Benefits of Yoga: Tenderness to Self

In this month of tenderness one of the important lessons we can learn, is how to take care of ourselves. So often we put others first, and there are times when this is not an option, though if this becomes a habit, the results can be taxing. In order to be good caregivers, and attentive partners/friends/co-workers/siblings, we must consider how to fill our own reserves. The investment in our own mental, physical and spiritual health leads to our own resilience.

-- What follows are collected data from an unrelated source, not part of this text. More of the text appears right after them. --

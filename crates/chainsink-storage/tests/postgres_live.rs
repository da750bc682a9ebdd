//! Live PostgreSQL round trips.
//!
//! Require a running PostgreSQL instance; set DATABASE_URL to enable.
//! Example: DATABASE_URL=postgres://localhost/chainsink_test cargo test -- --ignored

#![cfg(feature = "postgres")]

use std::sync::Arc;

use sqlx::Row;

use chainsink_core::config::LoaderConfig;
use chainsink_core::cursor::{Cursor, CursorLookup};
use chainsink_core::dialect::DialectRegistry;
use chainsink_core::loader::Loader;
use chainsink_core::types::{BlockRef, OperationKind, TableChange};
use chainsink_storage::postgres::PostgresConnection;

const SCHEMA: &str = "chainsink_it";

async fn fresh_loader() -> (PostgresConnection, Loader) {
    let url = std::env::var("DATABASE_URL")
        .expect("DATABASE_URL must be set for integration tests");
    let conn = PostgresConnection::connect(&url).await.unwrap();
    sqlx::query(&format!("DROP SCHEMA IF EXISTS {SCHEMA} CASCADE"))
        .execute(conn.pool())
        .await
        .unwrap();

    let config = LoaderConfig {
        schema: SCHEMA.into(),
        ..LoaderConfig::default()
    };
    let mut loader = Loader::new(
        Arc::new(conn.clone()),
        &DialectRegistry::with_defaults(),
        &config,
    )
    .unwrap();
    let script = format!(
        "CREATE SCHEMA {SCHEMA};\n\
         CREATE TABLE {SCHEMA}.xfer (id text primary key, \"from\" text, \"to\" text, amount numeric);"
    );
    loader.setup(&script, false).await.unwrap();
    loader.load_tables().await.unwrap();
    (conn, loader)
}

async fn snapshot(conn: &PostgresConnection) -> Vec<(String, Option<String>, Option<String>)> {
    sqlx::query(&format!(
        "SELECT id, \"from\", \"to\" FROM {SCHEMA}.xfer ORDER BY id"
    ))
    .fetch_all(conn.pool())
    .await
    .unwrap()
    .iter()
    .map(|r| (r.get(0), r.get(1), r.get(2)))
    .collect()
}

#[tokio::test]
#[ignore = "requires PostgreSQL (set DATABASE_URL to enable)"]
async fn setup_reports_duplicate_tables() {
    let (_conn, loader) = fresh_loader().await;
    let err = loader
        .setup(&format!("CREATE TABLE {SCHEMA}.xfer (id text primary key);"), false)
        .await
        .unwrap_err();
    assert!(err.is_duplicate_table(), "{err}");
}

#[tokio::test]
#[ignore = "requires PostgreSQL (set DATABASE_URL to enable)"]
async fn revert_restores_the_pre_fork_snapshot() {
    let (conn, mut loader) = fresh_loader().await;
    loader.insert_cursor("abc", &Cursor::blank()).await.unwrap();
    assert!(matches!(loader.get_cursor("abc").await.unwrap(), CursorLookup::Found(_)));

    // final block 5
    loader
        .stage(
            &TableChange::new("xfer", "1", OperationKind::Insert)
                .field("from", "alice")
                .field("to", "bob"),
            5,
            5,
        )
        .unwrap();
    loader
        .stage(&TableChange::new("xfer", "2", OperationKind::Insert).field("from", "carol"), 5, 5)
        .unwrap();
    loader
        .flush("abc", &Cursor::new("c5", BlockRef::new(5, "0x5")), 5)
        .await
        .unwrap();
    let before = snapshot(&conn).await;

    // reversible block 6: one insert, one update, one delete
    loader
        .stage(&TableChange::new("xfer", "3", OperationKind::Insert).field("from", "dave"), 6, 5)
        .unwrap();
    loader
        .stage(&TableChange::new("xfer", "1", OperationKind::Update).field("to", "eve"), 6, 5)
        .unwrap();
    loader
        .stage(&TableChange::new("xfer", "2", OperationKind::Delete), 6, 5)
        .unwrap();
    loader
        .flush("abc", &Cursor::new("c6", BlockRef::new(6, "0x6")), 5)
        .await
        .unwrap();
    assert_ne!(snapshot(&conn).await, before);

    loader
        .revert("abc", &Cursor::new("c5", BlockRef::new(5, "0x5")))
        .await
        .unwrap();
    assert_eq!(snapshot(&conn).await, before);

    let cursor = loader.get_cursor("abc").await.unwrap().cursor();
    assert_eq!(cursor.token, "c5");
    assert_eq!(cursor.block.number, 5);
}
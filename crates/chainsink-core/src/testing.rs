//! In-memory connection recording every statement, for tests.
//!
//! Transactions append `COMMIT` / `ROLLBACK` markers to the same log, so a
//! test can assert the exact statement sequence a flush or revert produced.

use std::sync::{Arc, Mutex, MutexGuard};

use async_trait::async_trait;

use crate::config::LoaderConfig;
use crate::connection::{Connection, HistoryRow, Transaction};
use crate::cursor::CursorRow;
use crate::dialect::{DialectRegistry, CURSORS_TABLE, HISTORY_TABLE};
use crate::error::SinkError;
use crate::loader::Loader;
use crate::schema::{ColumnInfo, ColumnKind, TableInfo};

#[derive(Debug)]
struct State {
    statements: Vec<String>,
    cursors: Vec<CursorRow>,
    history: Vec<HistoryRow>,
    tables: Vec<TableInfo>,
    fail_on: Option<String>,
    fail_code: Option<String>,
    rows_affected: u64,
}

/// Recording connection. Clones share the same log.
#[derive(Debug, Clone)]
pub struct TestConnection {
    driver: String,
    state: Arc<Mutex<State>>,
}

impl TestConnection {
    pub fn new(driver: impl Into<String>) -> Self {
        Self {
            driver: driver.into(),
            state: Arc::new(Mutex::new(State {
                statements: Vec::new(),
                cursors: Vec::new(),
                history: Vec::new(),
                tables: Vec::new(),
                fail_on: None,
                fail_code: None,
                rows_affected: 1,
            })),
        }
    }

    pub fn postgres() -> Self {
        Self::new("postgres")
    }

    pub fn clickhouse() -> Self {
        Self::new("clickhouse")
    }

    /// Rows returned by cursor queries.
    pub fn with_cursors(self, cursors: Vec<CursorRow>) -> Self {
        self.lock().cursors = cursors;
        self
    }

    /// Rows returned by history queries.
    pub fn with_history(self, history: Vec<HistoryRow>) -> Self {
        self.lock().history = history;
        self
    }

    /// Tables returned by `describe_schema`.
    pub fn with_tables(self, tables: Vec<TableInfo>) -> Self {
        self.lock().tables = tables;
        self
    }

    /// Fail every statement containing `needle`.
    pub fn fail_on(self, needle: impl Into<String>) -> Self {
        self.lock().fail_on = Some(needle.into());
        self
    }

    /// Like [`TestConnection::fail_on`], reporting `code` as the database
    /// error code.
    pub fn fail_on_with_code(self, needle: impl Into<String>, code: impl Into<String>) -> Self {
        {
            let mut state = self.lock();
            state.fail_on = Some(needle.into());
            state.fail_code = Some(code.into());
        }
        self
    }

    /// Rows affected reported by every statement (default: 1).
    pub fn set_rows_affected(&self, rows: u64) {
        self.lock().rows_affected = rows;
    }

    /// Every statement recorded so far.
    pub fn statements(&self) -> Vec<String> {
        self.lock().statements.clone()
    }

    pub fn clear_statements(&self) {
        self.lock().statements.clear();
    }

    fn lock(&self) -> MutexGuard<'_, State> {
        // a test that panicked while holding the lock already failed
        self.state.lock().unwrap_or_else(|poisoned| poisoned.into_inner())
    }

    fn record(&self, sql: &str) -> Result<u64, SinkError> {
        let mut state = self.lock();
        if let Some(needle) = &state.fail_on {
            if sql.contains(needle.as_str()) {
                return Err(SinkError::Database {
                    message: format!("forced failure executing {sql:?}"),
                    code: state.fail_code.clone(),
                });
            }
        }
        state.statements.push(sql.to_string());
        Ok(state.rows_affected)
    }
}

#[async_trait]
impl Connection for TestConnection {
    fn driver(&self) -> &str {
        &self.driver
    }

    async fn begin(&self) -> Result<Box<dyn Transaction>, SinkError> {
        Ok(Box::new(TestTransaction { conn: self.clone() }))
    }

    async fn execute(&self, sql: &str) -> Result<u64, SinkError> {
        self.record(sql)
    }

    async fn query_cursors(&self, _sql: &str) -> Result<Vec<CursorRow>, SinkError> {
        Ok(self.lock().cursors.clone())
    }

    async fn describe_schema(&self, schema: &str) -> Result<Vec<TableInfo>, SinkError> {
        Ok(self
            .lock()
            .tables
            .iter()
            .filter(|t| t.schema == schema)
            .cloned()
            .collect())
    }
}

struct TestTransaction {
    conn: TestConnection,
}

#[async_trait]
impl Transaction for TestTransaction {
    async fn execute(&mut self, sql: &str) -> Result<u64, SinkError> {
        self.conn.record(sql)
    }

    async fn query_history(&mut self, sql: &str) -> Result<Vec<HistoryRow>, SinkError> {
        self.conn.record(sql)?;
        Ok(self.conn.lock().history.clone())
    }

    async fn commit(self: Box<Self>) -> Result<(), SinkError> {
        self.conn.record("COMMIT").map(|_| ())
    }

    async fn rollback(self: Box<Self>) -> Result<(), SinkError> {
        self.conn.lock().statements.push("ROLLBACK".into());
        Ok(())
    }
}

/// `xfer(id, from, to)`, the key-less `logs(msg)`, plus the cursors and
/// history system tables.
pub fn test_tables(schema: &str) -> Vec<TableInfo> {
    let text = |name: &str| ColumnInfo::new(name, "text", ColumnKind::Text);
    vec![
        TableInfo::new(
            schema,
            "xfer",
            vec!["id".into()],
            [text("id"), text("from"), text("to")],
        ),
        TableInfo::new(schema, "logs", Vec::new(), [text("msg")]),
        TableInfo::new(
            schema,
            CURSORS_TABLE,
            vec!["id".into()],
            [
                text("id"),
                text("cursor"),
                ColumnInfo::new("block_num", "bigint", ColumnKind::Integer),
                text("block_id"),
            ],
        ),
        TableInfo::new(
            schema,
            HISTORY_TABLE,
            vec!["id".into()],
            [
                ColumnInfo::new("id", "integer", ColumnKind::Integer),
                text("op"),
                text("table_name"),
                text("pk"),
                text("prev_value"),
                ColumnInfo::new("block_num", "bigint", ColumnKind::Integer),
            ],
        ),
    ]
}

/// A loader on `conn` with [`test_tables`] installed.
///
/// # Panics
/// If the tables do not validate, which would be a bug in the test setup.
pub fn test_loader(conn: &TestConnection, config: LoaderConfig) -> Loader {
    let tables = test_tables(&config.schema);
    let mut loader = Loader::new(
        Arc::new(conn.clone()),
        &DialectRegistry::with_defaults(),
        &config,
    )
    .expect("test connection driver is registered");
    loader
        .set_tables(tables)
        .expect("test tables are valid");
    loader
}
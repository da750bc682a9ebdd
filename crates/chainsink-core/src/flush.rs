//! Transactional flush: staged operations + cursor in one commit.
//!
//! 1. begin
//! 2. dialect flush (history records, DML, history pruning)
//! 3. cursor update, which must hit a row when the driver reports counts
//! 4. commit, then clear the staging area
//!
//! Any failure rolls the transaction back and leaves the staging area as it
//! was, so the same batch can be retried.

use std::time::Instant;

use tracing::{debug, info, warn};

use crate::connection::Transaction;
use crate::cursor::Cursor;
use crate::dialect::FlushRequest;
use crate::error::SinkError;
use crate::loader::Loader;

impl Loader {
    /// Write every staged operation and `cursor` atomically. Returns the
    /// number of flushed entries.
    pub async fn flush(
        &mut self,
        module_hash: &str,
        cursor: &Cursor,
        last_final_block: u64,
    ) -> Result<usize, SinkError> {
        let started = Instant::now();
        let mut tx = self.conn.begin().await?;

        let result = self
            .flush_in(tx.as_mut(), module_hash, cursor, last_final_block)
            .await;
        match result {
            Ok(rows) => {
                tx.commit().await?;
                self.staging.clear();
                self.stored_module_hash = None;
                info!(
                    rows,
                    block = %cursor.block,
                    last_final_block,
                    took_ms = started.elapsed().as_millis() as u64,
                    "flushed"
                );
                Ok(rows)
            }
            Err(err) => {
                warn!(error = %err, pending = self.staging.len(), "flush failed, rolling back");
                if let Err(rollback) = tx.rollback().await {
                    warn!(error = %rollback, "rollback failed");
                }
                Err(err)
            }
        }
    }

    async fn flush_in(
        &self,
        tx: &mut dyn Transaction,
        module_hash: &str,
        cursor: &Cursor,
        last_final_block: u64,
    ) -> Result<usize, SinkError> {
        debug!(tables = ?self.staging.counts(), "flushing staged entries");
        let rows = self
            .dialect
            .flush(
                tx,
                FlushRequest {
                    schema: &self.schema,
                    staging: &self.staging,
                    last_final_block,
                    handle_reorgs: self.handle_reorgs,
                    cancel: &self.cancel,
                },
            )
            .await?;
        self.cancel.check()?;
        self.update_cursor_in(tx, module_hash, cursor).await?;
        Ok(rows)
    }

    /// Persist `cursor` inside `tx`.
    pub(crate) async fn update_cursor_in(
        &self,
        tx: &mut dyn Transaction,
        module_hash: &str,
        cursor: &Cursor,
    ) -> Result<(), SinkError> {
        let sql = self.dialect.update_cursor_sql(
            &self.cursor_table,
            module_hash,
            self.stored_module_hash.as_deref(),
            cursor,
        );
        let affected = tx.execute(&sql).await?;
        if affected == 0 && self.dialect.driver_supports_rows_affected() {
            return Err(SinkError::CursorNotFound {
                module_hash: module_hash.to_string(),
            });
        }
        Ok(())
    }
}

The beautiful thing about self-care and about tenderness, is that, much like yoga, there is NO one-sized fits all method. The National Alliance on Mental Illness (NAMI) gives us some guidelines to structure our self-care plan:

  1. Engage in Physical Health:
    1. Exercise Daily: Consider yoga, walking, hiking (whatever fits your mold)
    2. Eat Well: consider mindful eating (or maybe an Ayurvedic perspective)
    3. Sleep: Get enough
    4. Practice Relaxation Exercises: may we suggest meditation, yoga nidra, a calming pranayama practice of your choosing. Even a few breaths of anumloma viloma or bee breath can be helpful to invite relaxation into your world.
    5. Avoid alcohol and drugs: Those these depressants can feel like relaxation, at times of stress they can often add to the feeling of overwhelm.
  2. Recharge Yourself! So often in our classes we thank ourselves, or the universe, for our participation in this space. Taking time for renewal, for self, can cause guilt and judgement. Allowing ourselves tiny, or grand indulgences is an important part of our own well-being and our own ability to move forward in a safe and healthy way.
  3. Practice Good Mental Habits. In yoga, and especially at Verapose, we strive to cultivate a space of Mindfulness, a place that returns us to the present moment, to a place that is both grounding and limitless. Deciding how we will support our own mental well-being is important!
  4. Notice the Positive. As reference in Buddha’s Brain and many other studies on the brain, the tendency to slide into the negative is hard-wired into how we behave. We can train ourselves to lean towards the positive. We can integrate the mindful noticing of our thought patterns and develop a pattern of kindness… I promise you other people will notice (you may even get a Yoda nickname 😉

How can you be tender to yourself in the next week? I am currently reading Girl, Wash Your Face and one thing that has stuck with me is a segment where Rachel talks about making promises to ourselves. Can you promise yourself 3 moments or acts of self-care before next Friday?

For accountability: I promise to: sit and read for 1 hour total! Run three times (I got myself a treadmill for Christmas… GO SELF-CARE. Lol. And do my essential oil face mask I have been staring at for months… And GO.